What the task asks>
Look below for the line containing "CsvStorage::write_overstock(&self.overstock_path, report)"; from there through the line containing "margin scatter plot", both lines included, please set down each line exactly and nothing else.

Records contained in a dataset
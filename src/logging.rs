use std::fs;
use std::path::Path;
use tracing_appender::non_blocking::WorkerGuard;
use tracing_subscriber::{fmt, prelude::*, EnvFilter};

/// Crate logs at info, dependencies at warn, unless `RUST_LOG` is set.
pub const DEFAULT_LOG_FILTER: &str = "datespot_aggregator=info,warn";

/// Initializes logging with console output and a daily-rotated JSON file in `log_dir`.
///
/// The returned guard flushes the file writer when dropped, so keep it alive
/// for the lifetime of the process.
pub fn init_logging(log_dir: &Path) -> WorkerGuard {
    if let Err(e) = fs::create_dir_all(log_dir) {
        eprintln!("could not create log directory {}: {}", log_dir.display(), e);
    }

    let file_appender = tracing_appender::rolling::daily(log_dir, "aggregator.log");
    let (non_blocking_writer, guard) = tracing_appender::non_blocking(file_appender);

    let file_layer = fmt::layer().json().with_writer(non_blocking_writer);

    let console_layer = fmt::layer().with_target(true).with_writer(std::io::stdout);

    // RUST_LOG wins when set
    let env_filter = EnvFilter::try_from_default_env()
        .unwrap_or_else(|_| EnvFilter::new(DEFAULT_LOG_FILTER));

    tracing_subscriber::registry()
        .with(env_filter)
        .with(file_layer)
        .with(console_layer)
        .init();

    guard
}

#[cfg(test)]
mod tests {
    use super::*;

    #[test]
    fn test_default_filter_parses() {
        let filter = EnvFilter::try_new(DEFAULT_LOG_FILTER).unwrap();
        let rendered = filter.to_string();
        assert!(rendered.contains("datespot_aggregator=info"));
        assert!(rendered.contains("warn"));
    }
}
use async_trait::async_trait;
use base64::engine::general_purpose::STANDARD;
use base64::Engine;
use chrono::Utc;
use chrono_tz::Tz;
use reqwest::header::{HeaderMap, HeaderValue, ACCEPT, AUTHORIZATION};
use reqwest::{Client, StatusCode};
use serde::{Deserialize, Serialize};
use tracing::{info, instrument};

use super::http_client::{check_status, read_json, truncate};
use crate::app::{PublisherPort, VersionToken, WriteOutcome};
use crate::error::PortError;

#[derive(Debug, Deserialize)]
struct ContentsEntry {
    sha: String,
}

#[derive(Debug, Serialize)]
struct PutContents<'a> {
    message: String,
    content: String,
    #[serde(skip_serializing_if = "Option::is_none")]
    sha: Option<&'a str>,
}

#[derive(Debug, Deserialize)]
struct PutResponse {
    content: ContentsEntry,
    commit: Option<CommitEntry>,
}

#[derive(Debug, Deserialize)]
struct CommitEntry {
    sha: String,
}

/// GitHub contents API. The blob sha of the file is the version token.
pub struct GitHubPublisher {
    http: Client,
    base_url: String,
    repo: String,
    token: String,
    tz: Tz,
}

impl GitHubPublisher {
    pub fn new(http: Client, base_url: impl Into<String>, repo: impl Into<String>, token: impl Into<String>, tz: Tz) -> Self {
        Self {
            http,
            base_url: base_url.into(),
            repo: repo.into(),
            token: token.into(),
            tz,
        }
    }

    fn contents_url(&self, path: &str) -> String {
        format!(
            "{}/repos/{}/contents/{}",
            self.base_url.trim_end_matches('/'),
            self.repo,
            path.trim_start_matches('/')
        )
    }

    fn headers(&self) -> Result<HeaderMap, PortError> {
        let mut headers = HeaderMap::new();
        let auth = HeaderValue::from_str(&format!("Bearer {}", self.token))
            .map_err(|e| PortError::Api(format!("invalid token header: {}", e)))?;
        headers.insert(AUTHORIZATION, auth);
        headers.insert(ACCEPT, HeaderValue::from_static("application/vnd.github.v3+json"));
        Ok(headers)
    }

    fn commit_message(&self) -> String {
        let now = Utc::now().with_timezone(&self.tz);
        format!("Update schema from DateSpot Aggregator - {}", now.to_rfc3339())
    }
}

/// GitHub answers a stale sha with 409 and a missing one with 422. Other 422s
/// are validation failures (bad path, bad content) and must not be retried.
fn is_conflict(status: StatusCode, body: &str) -> bool {
    if status == StatusCode::CONFLICT {
        return true;
    }
    let message = serde_json::from_str::<serde_json::Value>(body)
        .ok()
        .and_then(|v| v["message"].as_str().map(str::to_string))
        .unwrap_or_default();
    status == StatusCode::UNPROCESSABLE_ENTITY && message.contains("\"sha\"")
}

#[async_trait]
impl PublisherPort for GitHubPublisher {
    #[instrument(skip(self), fields(repo = %self.repo))]
    async fn read_current_version(&self, path: &str) -> Result<Option<VersionToken>, PortError> {
        let resp = self.http.get(self.contents_url(path)).headers(self.headers()?).send().await?;
        if resp.status() == StatusCode::NOT_FOUND {
            return Ok(None);
        }
        let entry: ContentsEntry = read_json(resp).await?;
        Ok(Some(VersionToken(entry.sha)))
    }

    #[instrument(skip(self, content), fields(repo = %self.repo, bytes = content.len()))]
    async fn write(
        &self,
        path: &str,
        content: &str,
        expected: Option<&VersionToken>,
    ) -> Result<WriteOutcome, PortError> {
        let body = PutContents {
            message: self.commit_message(),
            content: STANDARD.encode(content.as_bytes()),
            sha: expected.map(|t| t.0.as_str()),
        };
        let resp = self
            .http
            .put(self.contents_url(path))
            .headers(self.headers()?)
            .json(&body)
            .send()
            .await?;

        let status = resp.status();
        if status == StatusCode::CONFLICT || status == StatusCode::UNPROCESSABLE_ENTITY {
            let body = resp.text().await.unwrap_or_default();
            if is_conflict(status, &body) {
                return Ok(WriteOutcome::Conflict);
            }
            return Err(PortError::Status { status: status.as_u16(), body: truncate(&body, 500) });
        }
        let resp = check_status(resp).await?;
        let text = resp.text().await?;
        let put: PutResponse = serde_json::from_str(&text)?;
        if let Some(commit) = &put.commit {
            info!("📊 Commit {}", commit.sha);
        }
        Ok(WriteOutcome::Written(VersionToken(put.content.sha)))
    }
}
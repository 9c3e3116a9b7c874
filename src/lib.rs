pub mod constants;
pub mod config;
pub mod error;
pub mod logging;
pub mod time_utils;
pub mod types;

// Collaborator contracts and their implementations
pub mod app;
pub mod infra;

pub mod pipeline;
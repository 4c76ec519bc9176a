use crate::chart::ScatterChart;
use crate::csv_storage::CsvStorage;
use anyhow::Result;
use retail_insight_core::{ChartConfig, OutputConfig, OverstockReport, ReportSink, ScatterSeries};
use std::path::PathBuf;

/// Writes the scatter chart and the overstock CSV to the filesystem.
pub struct FileReportSink {
    chart: ScatterChart,
    chart_path: PathBuf,
    overstock_path: PathBuf,
}

impl FileReportSink {
    pub fn new(output: &OutputConfig, chart: &ChartConfig) -> Self {
        Self {
            chart: ScatterChart::new(chart),
            chart_path: PathBuf::from(&output.chart_path),
            overstock_path: PathBuf::from(&output.overstock_path),
        }
    }

    pub fn chart_path(&self) -> &std::path::Path {
        &self.chart_path
    }

    pub fn overstock_path(&self) -> &std::path::Path {
        &self.overstock_path
    }
}

impl ReportSink for FileReportSink {
    fn write_scatter(&mut self, series: &ScatterSeries) -> Result<()> {
        self.chart.write(&self.chart_path, series)
    }

    fn write_overstock(&mut self, report: &OverstockReport) -> Result<()> {
        CsvStorage::write_overstock(&self.overstock_path, report)
    }
}
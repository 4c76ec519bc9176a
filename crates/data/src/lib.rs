//! Input and output collaborators for the retail analysis pipeline.
//!
//! This crate provides:
//! - CSV loading of raw transaction records
//! - CSV export of the overstock report
//! - SVG rendering of the inventory-days vs margin scatter plot
//! - A filesystem sink that writes both outputs

pub mod chart;
pub mod csv_loader;
pub mod csv_storage;
pub mod sink;

pub use chart::ScatterChart;
pub use csv_loader::CsvRecordSource;
pub use csv_storage::CsvStorage;
pub use sink::FileReportSink;
//! SVG scatter plot of average inventory days against average margin.

#![allow(clippy::format_push_string)]

use anyhow::{Context, Result};
use retail_insight_core::{ChartConfig, ScatterSeries};
use std::path::Path;

const MARGIN_LEFT: f64 = 70.0;
const MARGIN_RIGHT: f64 = 20.0;
const MARGIN_TOP: f64 = 40.0;
const MARGIN_BOTTOM: f64 = 55.0;
const TICKS: usize = 5;

pub struct ScatterChart {
    width: u32,
    height: u32,
    title: String,
    x_label: String,
    y_label: String,
}

/// Closed interval an axis covers.
#[derive(Debug, Clone, Copy, PartialEq)]
struct AxisRange {
    min: f64,
    max: f64,
}

impl AxisRange {
    /// Spans the values with 5% padding; degenerate spans are widened.
    fn covering(values: impl Iterator<Item = f64>) -> Self {
        let (min, max) = values.fold((f64::INFINITY, f64::NEG_INFINITY), |(lo, hi), v| {
            (lo.min(v), hi.max(v))
        });
        if !min.is_finite() || !max.is_finite() {
            return Self { min: 0.0, max: 1.0 };
        }
        if (max - min).abs() < f64::EPSILON {
            let pad = if min == 0.0 { 1.0 } else { min.abs() * 0.1 };
            return Self {
                min: min - pad,
                max: max + pad,
            };
        }
        let pad = (max - min) * 0.05;
        Self {
            min: min - pad,
            max: max + pad,
        }
    }

    fn fraction(&self, value: f64) -> f64 {
        (value - self.min) / (self.max - self.min)
    }

    fn tick(&self, i: usize) -> f64 {
        self.min + (self.max - self.min) * i as f64 / TICKS as f64
    }
}

impl ScatterChart {
    pub fn new(config: &ChartConfig) -> Self {
        Self {
            width: config.width.max(200),
            height: config.height.max(150),
            title: config.title.clone(),
            x_label: "Average Inventory Days".to_string(),
            y_label: "Average Profit Margin".to_string(),
        }
    }

    /// Renders the series as a standalone SVG document.
    ///
    /// An empty series renders the axes and grid without points.
    #[must_use]
    pub fn render(&self, series: &ScatterSeries) -> String {
        let width = f64::from(self.width);
        let height = f64::from(self.height);
        let plot_w = width - MARGIN_LEFT - MARGIN_RIGHT;
        let plot_h = height - MARGIN_TOP - MARGIN_BOTTOM;

        let x_range = AxisRange::covering(series.inventory_days.iter().copied());
        let y_range = AxisRange::covering(series.margins.iter().copied());
        let to_px = |x: f64| MARGIN_LEFT + x_range.fraction(x) * plot_w;
        let to_py = |y: f64| MARGIN_TOP + (1.0 - y_range.fraction(y)) * plot_h;

        let mut svg = String::new();
        svg.push_str(&format!(
            "<svg xmlns=\"http://www.w3.org/2000/svg\" width=\"{w}\" height=\"{h}\" viewBox=\"0 0 {w} {h}\">\n",
            w = self.width,
            h = self.height
        ));
        svg.push_str("<rect width=\"100%\" height=\"100%\" fill=\"white\"/>\n");

        // grid and tick labels
        svg.push_str("<g stroke=\"#dddddd\" stroke-width=\"1\">\n");
        for i in 0..=TICKS {
            let gx = MARGIN_LEFT + plot_w * i as f64 / TICKS as f64;
            let gy = MARGIN_TOP + plot_h * i as f64 / TICKS as f64;
            svg.push_str(&format!(
                "<line x1=\"{gx:.1}\" y1=\"{MARGIN_TOP:.1}\" x2=\"{gx:.1}\" y2=\"{:.1}\"/>\n",
                MARGIN_TOP + plot_h
            ));
            svg.push_str(&format!(
                "<line x1=\"{MARGIN_LEFT:.1}\" y1=\"{gy:.1}\" x2=\"{:.1}\" y2=\"{gy:.1}\"/>\n",
                MARGIN_LEFT + plot_w
            ));
        }
        svg.push_str("</g>\n");

        svg.push_str("<g font-family=\"sans-serif\" font-size=\"11\" fill=\"#333333\">\n");
        for i in 0..=TICKS {
            let gx = MARGIN_LEFT + plot_w * i as f64 / TICKS as f64;
            let gy = MARGIN_TOP + plot_h * (1.0 - i as f64 / TICKS as f64);
            svg.push_str(&format!(
                "<text x=\"{gx:.1}\" y=\"{:.1}\" text-anchor=\"middle\">{}</text>\n",
                MARGIN_TOP + plot_h + 16.0,
                tick_label(x_range.tick(i))
            ));
            svg.push_str(&format!(
                "<text x=\"{:.1}\" y=\"{:.1}\" text-anchor=\"end\">{}</text>\n",
                MARGIN_LEFT - 6.0,
                gy + 4.0,
                tick_label(y_range.tick(i))
            ));
        }
        svg.push_str("</g>\n");

        svg.push_str(&format!(
            "<rect x=\"{MARGIN_LEFT:.1}\" y=\"{MARGIN_TOP:.1}\" width=\"{plot_w:.1}\" height=\"{plot_h:.1}\" fill=\"none\" stroke=\"#333333\"/>\n"
        ));

        svg.push_str("<g fill=\"#1f77b4\">\n");
        for (x, y) in series.points() {
            svg.push_str(&format!(
                "<circle cx=\"{:.2}\" cy=\"{:.2}\" r=\"4\"/>\n",
                to_px(x),
                to_py(y)
            ));
        }
        svg.push_str("</g>\n");

        svg.push_str(&format!(
            "<text x=\"{:.1}\" y=\"24\" font-family=\"sans-serif\" font-size=\"16\" text-anchor=\"middle\">{}</text>\n",
            width / 2.0,
            escape(&self.title)
        ));
        svg.push_str(&format!(
            "<text x=\"{:.1}\" y=\"{:.1}\" font-family=\"sans-serif\" font-size=\"13\" text-anchor=\"middle\">{}</text>\n",
            MARGIN_LEFT + plot_w / 2.0,
            height - 12.0,
            escape(&self.x_label)
        ));
        svg.push_str(&format!(
            "<text transform=\"translate(16 {:.1}) rotate(-90)\" font-family=\"sans-serif\" font-size=\"13\" text-anchor=\"middle\">{}</text>\n",
            MARGIN_TOP + plot_h / 2.0,
            escape(&self.y_label)
        ));
        svg.push_str("</svg>\n");
        svg
    }

    /// Renders and saves the chart.
    ///
    /// # Errors
    /// Returns error if the file cannot be written
    pub fn write(&self, path: impl AsRef<Path>, series: &ScatterSeries) -> Result<()> {
        let path = path.as_ref();
        std::fs::write(path, self.render(series))
            .with_context(|| format!("Failed to write chart: {}", path.display()))?;
        tracing::info!(path = %path.display(), points = series.len(), "Wrote scatter chart");
        Ok(())
    }
}

fn tick_label(value: f64) -> String {
    if value.abs() >= 100.0 {
        format!("{value:.0}")
    } else if value.abs() >= 1.0 {
        format!("{value:.1}")
    } else {
        format!("{value:.2}")
    }
}

fn escape(text: &str) -> String {
    text.replace('&', "&amp;")
        .replace('<', "&lt;")
        .replace('>', "&gt;")
        .replace('"', "&quot;")
}
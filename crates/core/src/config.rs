use serde::{Deserialize, Serialize};

#[derive(Debug, Clone, PartialEq, Serialize, Deserialize)]
pub struct AnalysisConfig {
    pub input: InputConfig,
    pub output: OutputConfig,
    pub overstock: OverstockThresholds,
    pub chart: ChartConfig,
}

#[derive(Debug, Clone, PartialEq, Eq, Serialize, Deserialize)]
pub struct InputConfig {
    pub path: String,
}

#[derive(Debug, Clone, PartialEq, Eq, Serialize, Deserialize)]
pub struct OutputConfig {
    pub chart_path: String,
    pub overstock_path: String,
}

/// Slow-moving, overstocked selection. Both bounds are strict.
#[derive(Debug, Clone, Copy, PartialEq, Serialize, Deserialize)]
pub struct OverstockThresholds {
    /// Average inventory days must exceed this.
    pub min_inventory_days: f64,
    /// Total quantity sold must be below this.
    pub max_qty_sold: i64,
}

#[derive(Debug, Clone, PartialEq, Eq, Serialize, Deserialize)]
pub struct ChartConfig {
    pub width: u32,
    pub height: u32,
    pub title: String,
}

impl Default for OverstockThresholds {
    fn default() -> Self {
        Self {
            min_inventory_days: 60.0,
            max_qty_sold: 20,
        }
    }
}

impl Default for ChartConfig {
    fn default() -> Self {
        Self {
            width: 800,
            height: 500,
            title: "Inventory Days vs Profit Margin".to_string(),
        }
    }
}

impl Default for AnalysisConfig {
    fn default() -> Self {
        Self {
            input: InputConfig {
                path: "sales.csv".to_string(),
            },
            output: OutputConfig {
                chart_path: "inventory_vs_margin.svg".to_string(),
                overstock_path: "slow_overstock.csv".to_string(),
            },
            overstock: OverstockThresholds::default(),
            chart: ChartConfig::default(),
        }
    }
}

Reply to the task>
        CsvStorage::write_overstock(&self.overstock_path, report)
    }
}
repository 4c76ec519bc9176a
filename crates/data/src/lib.rs
//! Input and output collaborators for the retail analysis pipeline.
//!
//! This crate provides:
//! - CSV loading of raw transaction records
//! - CSV export of the overstock report
//! - SVG rendering of the inventory-days vs margin scatter plot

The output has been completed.